Return each line exactly as written. Begin with the first line of the entries and end with the line that has "use fairweather_core::models::FailureReason;".

-- Opening Marker --

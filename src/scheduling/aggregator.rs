// ABOUTME: Counts failure reasons across a scan and ranks them for summaries
// ABOUTME: Ordered multiset: count map plus first-seen order for deterministic ties
//
// SPDX-License-Identifier: MIT OR Apache-2.0
// Copyright (c) 2025 Fairweather Contributors

use fairweather_core::constants::summaries::NO_WINDOWS_MATCHED;
use fairweather_core::models::FailureReason;
use std::collections::HashMap;

/// Reason counter built fresh for every scan
///
/// `entries` holds reasons in first-seen order; `index` maps a reason to its
/// slot. Ranking sorts by descending count with a stable sort, so equal counts
/// keep first-seen order.
#[derive(Debug, Clone, Default)]
pub struct FailureAggregator {
    entries: Vec<(String, usize)>,
    index: HashMap<String, usize>,
}

impl FailureAggregator {
    /// Empty aggregator
    #[must_use]
    pub fn new() -> Self {
        Self::default()
    }

    /// Count one occurrence of `reason`
    pub fn record(&mut self, reason: &str) {
        if let Some(&slot) = self.index.get(reason) {
            self.entries[slot].1 += 1;
        } else {
            self.index.insert(reason.to_owned(), self.entries.len());
            self.entries.push((reason.to_owned(), 1));
        }
    }

    /// Whether nothing has been recorded
    #[must_use]
    pub fn is_empty(&self) -> bool {
        self.entries.is_empty()
    }

    /// Total occurrences across all reasons
    #[must_use]
    pub fn total(&self) -> usize {
        self.entries.iter().map(|(_, count)| count).sum()
    }

    /// Distinct reasons recorded
    #[must_use]
    pub fn distinct(&self) -> usize {
        self.entries.len()
    }

    /// Every reason, by descending count then first-seen order
    #[must_use]
    pub fn details(&self) -> Vec<FailureReason> {
        self.ranked()
            .into_iter()
            .map(|(text, count)| FailureReason::new(text, count))
            .collect()
    }

    /// Summary of the top `max_reasons` blockers, `None` when nothing was recorded
    #[must_use]
    pub fn summarize(&self, max_reasons: usize) -> Option<String> {
        if self.is_empty() {
            return None;
        }
        let blockers = self
            .ranked()
            .into_iter()
            .take(max_reasons)
            .map(|(text, count)| format!("{text} (x{count})"))
            .collect::<Vec<_>>()
            .join(", ");
        Some(format!("{NO_WINDOWS_MATCHED} Common blockers: {blockers}."))
    }

    /// Like [`Self::summarize`], with the generic fallback when nothing was recorded
    #[must_use]
    pub fn summary_or_fallback(&self, max_reasons: usize) -> String {
        self.summarize(max_reasons)
            .unwrap_or_else(|| NO_WINDOWS_MATCHED.to_owned())
    }

    fn ranked(&self) -> Vec<(&str, usize)> {
        let mut ranked: Vec<(&str, usize)> = self
            .entries
            .iter()
            .map(|(text, count)| (text.as_str(), *count))
            .collect();
        ranked.sort_by(|a, b| b.1.cmp(&a.1));
        ranked
    }
}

-- Closing Marker --

#### SOLUTION
filename src/scheduling/aggregator.rs
// ABOUTME: Counts failure reasons across a scan and ranks them for summaries
// ABOUTME: Ordered multiset: count map plus first-seen order for deterministic ties
//
// SPDX-License-Identifier: MIT OR Apache-2.0
// Copyright (c) 2025 Fairweather Contributors

use fairweather_core::constants::summaries::NO_WINDOWS_MATCHED;
use fairweather_core::models::FailureReason;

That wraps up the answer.